Posted on Posted in Weekly Analysis

AUDNZD

We are now showing you the 4H Head and Shoulder structure formed and we saw the neckline broken. Although it isn’t the most perfect shaped Head and shoulders its still a valid structure, it was on a diagonal support line. Remember you don’t always have to have horizontal support lines in these structures.

So in order to trade the trend a catch the remainder of this move to the downside we would want to see how the price reacts back at the previous neckline, it goes back through it then we would still expect to see a lower high form before more downside.

We have had a break out Friday along with the 20 Moving average now crossing the 50MA and moving below it also provides some insight into their potentially being more downside movement to it

The sellers are clearly in control on the Daily timeframe with us last weekly seeing a rejection off the monthly pivot point with S1 Support level at 1.0630 next support level to downside,

Sell Entry 1.0720 – on retest of neckline, or 1.0760 would be previous high on 4H

Targets, 1.06 short term – Long Term target 1.0400

 

EURUSD

EURUSD could be set for more downside momentum towards our area highlighted on the charts at 1.2080. Looking on the Daily Timeframe we can see that we are creating higher lows. So what is currently weighing down the EURO at the moment, first of all political uncertainty coming out of Italy, the 2 major winning parties are both right of politics and seen as new anti-establishment parties who are sceptical of Italy staying in the EU, (causes uncertainty for investors), a more dovish tone being taken by the ECB in regards to interest rate hikes – Last week Draghi said that he expected interest rates to remain at record low for a substantial time period which disappointed investors who are desperately wanting a more Bullish take on the Euro. And Thirdly, Low Inflation, Fridays Inflation data come out worse then expected and is the main focus of the European Central Bank at the minute.

So what will help pick Inflation up in the Euro, one way is a depreciating currency, so more dovishness from the ECB is likely as they will want the currency to weaken for Inflation to pick up.
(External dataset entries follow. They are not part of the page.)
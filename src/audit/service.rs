use async_trait::async_trait;
use chrono::{DateTime, Utc};
use diesel::prelude::*;
use tokio::sync::RwLock;
use uuid::Uuid;

use super::{AuditAction, AuditEvent, AuditQuery};
use crate::shared::actor::Actor;
use crate::shared::schema::audit_events;
use crate::shared::store::StoreError;
use crate::shared::utils::DbPool;

/// Cap applied to unfiltered reads by both backends, so mock and hosted
/// answer the same query with the same window.
pub const DEFAULT_LIST_LIMIT: usize = 500;

/// Append-only event log shared by every module's mutation path. Writers
/// never maintain ordering; retrieval sorts newest-first at read time, the
/// single enforcement point for that invariant.
#[async_trait]
pub trait AuditStore: Send + Sync {
    async fn record(
        &self,
        action: AuditAction,
        details: String,
        actor: &Actor,
        target_id: Option<Uuid>,
    ) -> Result<AuditEvent, StoreError>;

    /// Newest-first, filtered. Degrades to empty on backend failure.
    async fn list(&self, query: AuditQuery) -> Vec<AuditEvent>;
}

fn build_event(
    action: AuditAction,
    details: String,
    actor: &Actor,
    target_id: Option<Uuid>,
) -> AuditEvent {
    AuditEvent {
        id: Uuid::new_v4(),
        action,
        details,
        actor_id: actor.id,
        actor_name: actor.name.clone(),
        target_id,
        timestamp: Utc::now(),
    }
}

fn sort_newest_first(events: &mut [AuditEvent]) {
    events.sort_by(|a, b| b.timestamp.cmp(&a.timestamp));
}

pub struct MemoryAuditStore {
    events: RwLock<Vec<AuditEvent>>,
}

impl MemoryAuditStore {
    pub fn new() -> Self {
        MemoryAuditStore {
            events: RwLock::new(Vec::new()),
        }
    }
}

impl Default for MemoryAuditStore {
    fn default() -> Self {
        Self::new()
    }
}

#[async_trait]
impl AuditStore for MemoryAuditStore {
    async fn record(
        &self,
        action: AuditAction,
        details: String,
        actor: &Actor,
        target_id: Option<Uuid>,
    ) -> Result<AuditEvent, StoreError> {
        let event = build_event(action, details, actor, target_id);
        self.events.write().await.push(event.clone());
        Ok(event)
    }

    async fn list(&self, query: AuditQuery) -> Vec<AuditEvent> {
        let events = self.events.read().await;
        let mut matched: Vec<AuditEvent> =
            events.iter().filter(|e| query.matches(e)).cloned().collect();
        sort_newest_first(&mut matched);
        matched.truncate(query.limit.unwrap_or(DEFAULT_LIST_LIMIT));
        matched
    }
}

#[derive(Debug, Clone, Queryable, Insertable)]
#[diesel(table_name = audit_events)]
struct AuditEventRow {
    id: Uuid,
    action: String,
    details: String,
    actor_id: Option<Uuid>,
    actor_name: String,
    target_id: Option<Uuid>,
    occurred_at: DateTime<Utc>,
}

impl From<AuditEventRow> for AuditEvent {
    fn from(row: AuditEventRow) -> Self {
        AuditEvent {
            id: row.id,
            action: AuditAction::from_wire(&row.action),
            details: row.details,
            actor_id: row.actor_id,
            actor_name: row.actor_name,
            target_id: row.target_id,
            timestamp: row.occurred_at,
        }
    }
}

pub struct PgAuditStore {
    pool: DbPool,
}

impl PgAuditStore {
    pub fn new(pool: DbPool) -> Self {
        PgAuditStore { pool }
    }
}

#[async_trait]
impl AuditStore for PgAuditStore {
    async fn record(
        &self,
        action: AuditAction,
        details: String,
        actor: &Actor,
        target_id: Option<Uuid>,
    ) -> Result<AuditEvent, StoreError> {
        let event = build_event(action, details, actor, target_id);
        let row = AuditEventRow {
            id: event.id,
            action: event.action.as_wire().to_string(),
            details: event.details.clone(),
            actor_id: event.actor_id,
            actor_name: event.actor_name.clone(),
            target_id: event.target_id,
            occurred_at: event.timestamp,
        };

        let mut conn = self.pool.get()?;
        diesel::insert_into(audit_events::table)
            .values(&row)
            .execute(&mut conn)?;
        Ok(event)
    }

    async fn list(&self, query: AuditQuery) -> Vec<AuditEvent> {
        let mut conn = match self.pool.get() {
            Ok(conn) => conn,
            Err(e) => {
                log::error!("audit list degraded to empty: {e}");
                return Vec::new();
            }
        };

        let mut q = audit_events::table.into_boxed();
        if let Some(action) = &query.action {
            q = q.filter(audit_events::action.eq(action.clone()));
        }
        if let Some(actor_id) = query.actor_id {
            q = q.filter(audit_events::actor_id.eq(actor_id));
        }
        if let Some(since) = query.since {
            q = q.filter(audit_events::occurred_at.ge(since));
        }
        if let Some(until) = query.until {
            q = q.filter(audit_events::occurred_at.le(until));
        }

        let limit = query.limit.unwrap_or(DEFAULT_LIST_LIMIT) as i64;
        match q
            .order(audit_events::occurred_at.desc())
            .limit(limit)
            .load::<AuditEventRow>(&mut conn)
        {
            Ok(rows) => rows.into_iter().map(AuditEvent::from).collect(),
            Err(e) => {
                log::error!("audit list degraded to empty: {e}");
                Vec::new()
            }
        }
    }
}

#[cfg(test)]
mod tests {
    use super::*;

    #[tokio::test]
    async fn unfiltered_reads_share_the_default_window() {
        let store = MemoryAuditStore::new();
        let actor = Actor::user(Uuid::new_v4(), "Ana Duarte");
        for i in 0..(DEFAULT_LIST_LIMIT + 5) {
            store
                .record(AuditAction::ItemCreated, format!("event {i}"), &actor, None)
                .await
                .unwrap();
        }

        let events = store.list(AuditQuery::default()).await;
        assert_eq!(events.len(), DEFAULT_LIST_LIMIT);

        let widened = store
            .list(AuditQuery {
                limit: Some(DEFAULT_LIST_LIMIT + 5),
                ..AuditQuery::default()
            })
            .await;
        assert_eq!(widened.len(), DEFAULT_LIST_LIMIT + 5);
    }
}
When the currencies weaken, import prices increase for the currency as they need more Euros for the good they buy from abroad. Companies then pass on the increases in costs on to consumers, that’s how inflation rises in the most simplest terms.
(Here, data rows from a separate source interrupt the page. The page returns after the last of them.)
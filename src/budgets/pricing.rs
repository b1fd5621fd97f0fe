//! The single derivation path for budget money. Every view of a budget's
//! hours and price goes through `price_budget`; nothing else multiplies
//! rates, so persisted summaries and export views cannot drift apart.

use once_cell::sync::Lazy;
use serde::{Deserialize, Serialize};
use std::collections::HashMap;

use super::BudgetItem;

#[derive(Debug, Clone, PartialEq, Eq)]
pub enum Tier {
    Fast,
    Standard,
    Pro,
    Unknown(String),
}

impl Tier {
    pub fn as_wire(&self) -> &str {
        match self {
            Tier::Fast => "fast",
            Tier::Standard => "standard",
            Tier::Pro => "pro",
            Tier::Unknown(raw) => raw,
        }
    }

    pub fn from_wire(raw: &str) -> Self {
        match raw {
            "fast" => Tier::Fast,
            "standard" => Tier::Standard,
            "pro" => Tier::Pro,
            other => {
                log::warn!("unknown tier value {other:?}");
                Tier::Unknown(other.to_string())
            }
        }
    }
}

impl Serialize for Tier {
    fn serialize<S: serde::Serializer>(&self, serializer: S) -> Result<S::Ok, S::Error> {
        serializer.serialize_str(self.as_wire())
    }
}

impl<'de> Deserialize<'de> for Tier {
    fn deserialize<D: serde::Deserializer<'de>>(deserializer: D) -> Result<Self, D::Error> {
        let raw = String::deserialize(deserializer)?;
        Ok(Tier::from_wire(&raw))
    }
}

#[derive(Debug, Clone, Copy, PartialEq, Eq, Hash)]
pub enum ServiceCategory {
    Web,
    Branding,
    Content,
    Growth,
}

impl ServiceCategory {
    pub fn as_wire(&self) -> &'static str {
        match self {
            ServiceCategory::Web => "web",
            ServiceCategory::Branding => "branding",
            ServiceCategory::Content => "content",
            ServiceCategory::Growth => "growth",
        }
    }
}

impl Serialize for ServiceCategory {
    fn serialize<S: serde::Serializer>(&self, serializer: S) -> Result<S::Ok, S::Error> {
        serializer.serialize_str(self.as_wire())
    }
}

#[derive(Debug, Clone)]
pub struct ServiceRate {
    pub label: &'static str,
    pub category: ServiceCategory,
    pub base_hours: f64,
    pub base_price: f64,
}

/// Base rates per service. The `standard` tier reproduces these exactly.
pub static RATE_TABLE: Lazy<HashMap<&'static str, ServiceRate>> = Lazy::new(|| {
    use ServiceCategory::*;
    let mut m = HashMap::new();
    let mut rate = |id, label, category, base_hours, base_price| {
        m.insert(
            id,
            ServiceRate {
                label,
                category,
                base_hours,
                base_price,
            },
        );
    };
    rate("web.landing_page", "Landing page", Web, 16.0, 600.0);
    rate("web.corporate_site", "Corporate site", Web, 60.0, 2400.0);
    rate("web.ecommerce", "E-commerce build", Web, 120.0, 5200.0);
    rate("web.web_app", "Web application", Web, 160.0, 7000.0);
    rate("branding.logo", "Logo design", Branding, 24.0, 900.0);
    rate("branding.identity_kit", "Identity kit", Branding, 48.0, 2000.0);
    rate("branding.rebrand", "Full rebrand", Branding, 90.0, 3800.0);
    rate("content.blog_pack", "Blog pack (4 posts)", Content, 12.0, 420.0);
    rate("content.social_kit", "Social media kit", Content, 20.0, 700.0);
    rate("content.copywriting", "Site copywriting", Content, 16.0, 560.0);
    rate("growth.seo_audit", "SEO audit", Growth, 18.0, 650.0);
    rate("growth.ads_setup", "Paid ads setup", Growth, 22.0, 800.0);
    m
});

/// Per-category tier multipliers. `standard` is 1.0 in every row.
pub fn tier_multiplier(category: ServiceCategory, tier: &Tier) -> Option<f64> {
    let (fast, pro) = match category {
        ServiceCategory::Web => (0.7, 1.6),
        ServiceCategory::Branding => (0.75, 1.5),
        ServiceCategory::Content => (0.8, 1.4),
        ServiceCategory::Growth => (0.7, 1.8),
    };
    match tier {
        Tier::Fast => Some(fast),
        Tier::Standard => Some(1.0),
        Tier::Pro => Some(pro),
        Tier::Unknown(_) => None,
    }
}

#[derive(Debug, Clone, Serialize)]
#[serde(rename_all = "camelCase")]
pub struct ServicePricing {
    pub service_id: String,
    pub label: &'static str,
    pub category: ServiceCategory,
    pub tier: Tier,
    pub hours: f64,
    pub price: f64,
}

/// Unknown service ids (or tiers) yield `None` and are excluded from
/// totals; a stale line in a persisted budget degrades to a no-op rather
/// than an error.
pub fn compute_service_pricing(service_id: &str, tier: &Tier) -> Option<ServicePricing> {
    let rate = RATE_TABLE.get(service_id)?;
    let multiplier = tier_multiplier(rate.category, tier)?;
    Some(ServicePricing {
        service_id: service_id.to_string(),
        label: rate.label,
        category: rate.category,
        tier: tier.clone(),
        hours: rate.base_hours * multiplier,
        price: rate.base_price * multiplier,
    })
}

#[derive(Debug, Clone, Serialize)]
#[serde(rename_all = "camelCase")]
pub struct PricedBudget {
    pub lines: Vec<ServicePricing>,
    pub total_hours: f64,
    pub total_price: f64,
}

pub fn price_budget(items: &[BudgetItem]) -> PricedBudget {
    let lines: Vec<ServicePricing> = items
        .iter()
        .filter_map(|item| compute_service_pricing(&item.service_id, &item.tier))
        .collect();
    let total_hours = lines.iter().map(|l| l.hours).sum();
    let total_price = lines.iter().map(|l| l.price).sum();
    PricedBudget {
        lines,
        total_hours,
        total_price,
    }
}

#[cfg(test)]
mod tests {
    use super::*;

    #[test]
    fn standard_tier_reproduces_base_rates() {
        for (id, rate) in RATE_TABLE.iter() {
            let priced = compute_service_pricing(id, &Tier::Standard).unwrap();
            assert_eq!(priced.hours, rate.base_hours, "hours for {id}");
            assert_eq!(priced.price, rate.base_price, "price for {id}");
        }
    }

    #[test]
    fn every_known_pair_multiplies_base_rates() {
        for (id, rate) in RATE_TABLE.iter() {
            for tier in [Tier::Fast, Tier::Standard, Tier::Pro] {
                let multiplier = tier_multiplier(rate.category, &tier).unwrap();
                let priced = compute_service_pricing(id, &tier).unwrap();
                assert!((priced.hours - rate.base_hours * multiplier).abs() < 1e-9);
                assert!((priced.price - rate.base_price * multiplier).abs() < 1e-9);
            }
        }
    }

    #[test]
    fn fast_landing_page_matches_rate_card() {
        let priced = compute_service_pricing("web.landing_page", &Tier::Fast).unwrap();
        assert!((priced.hours - 11.2).abs() < 1e-9);
        assert!((priced.price - 420.0).abs() < 1e-9);
    }

    #[test]
    fn unknown_service_is_excluded_from_totals() {
        assert!(compute_service_pricing("web.hologram", &Tier::Standard).is_none());

        let items = vec![
            BudgetItem {
                service_id: "web.landing_page".to_string(),
                tier: Tier::Fast,
            },
            BudgetItem {
                service_id: "web.hologram".to_string(),
                tier: Tier::Pro,
            },
        ];
        let priced = price_budget(&items);
        assert_eq!(priced.lines.len(), 1);
        assert!((priced.total_hours - 11.2).abs() < 1e-9);
        assert!((priced.total_price - 420.0).abs() < 1e-9);
    }

    #[test]
    fn unknown_tier_is_excluded_like_unknown_service() {
        let items = vec![BudgetItem {
            service_id: "web.landing_page".to_string(),
            tier: Tier::Unknown("turbo".to_string()),
        }];
        let priced = price_budget(&items);
        assert!(priced.lines.is_empty());
        assert_eq!(priced.total_price, 0.0);
    }
}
Also the USD are expected to hike rates this week from 1.5% to 1.75% – if they fail to rise rates then we should see the USD weaken off, should they increase rates and then hint that we could see 4 Rate hikes this year instead of the 3 the market expected then we would more then likely see a strong dollar, if they raise rates and then still stick to the 3 rate hikes then we could see the market left disappointed, the market tends to build up such high expectations when it comes to USD rate hikes lately.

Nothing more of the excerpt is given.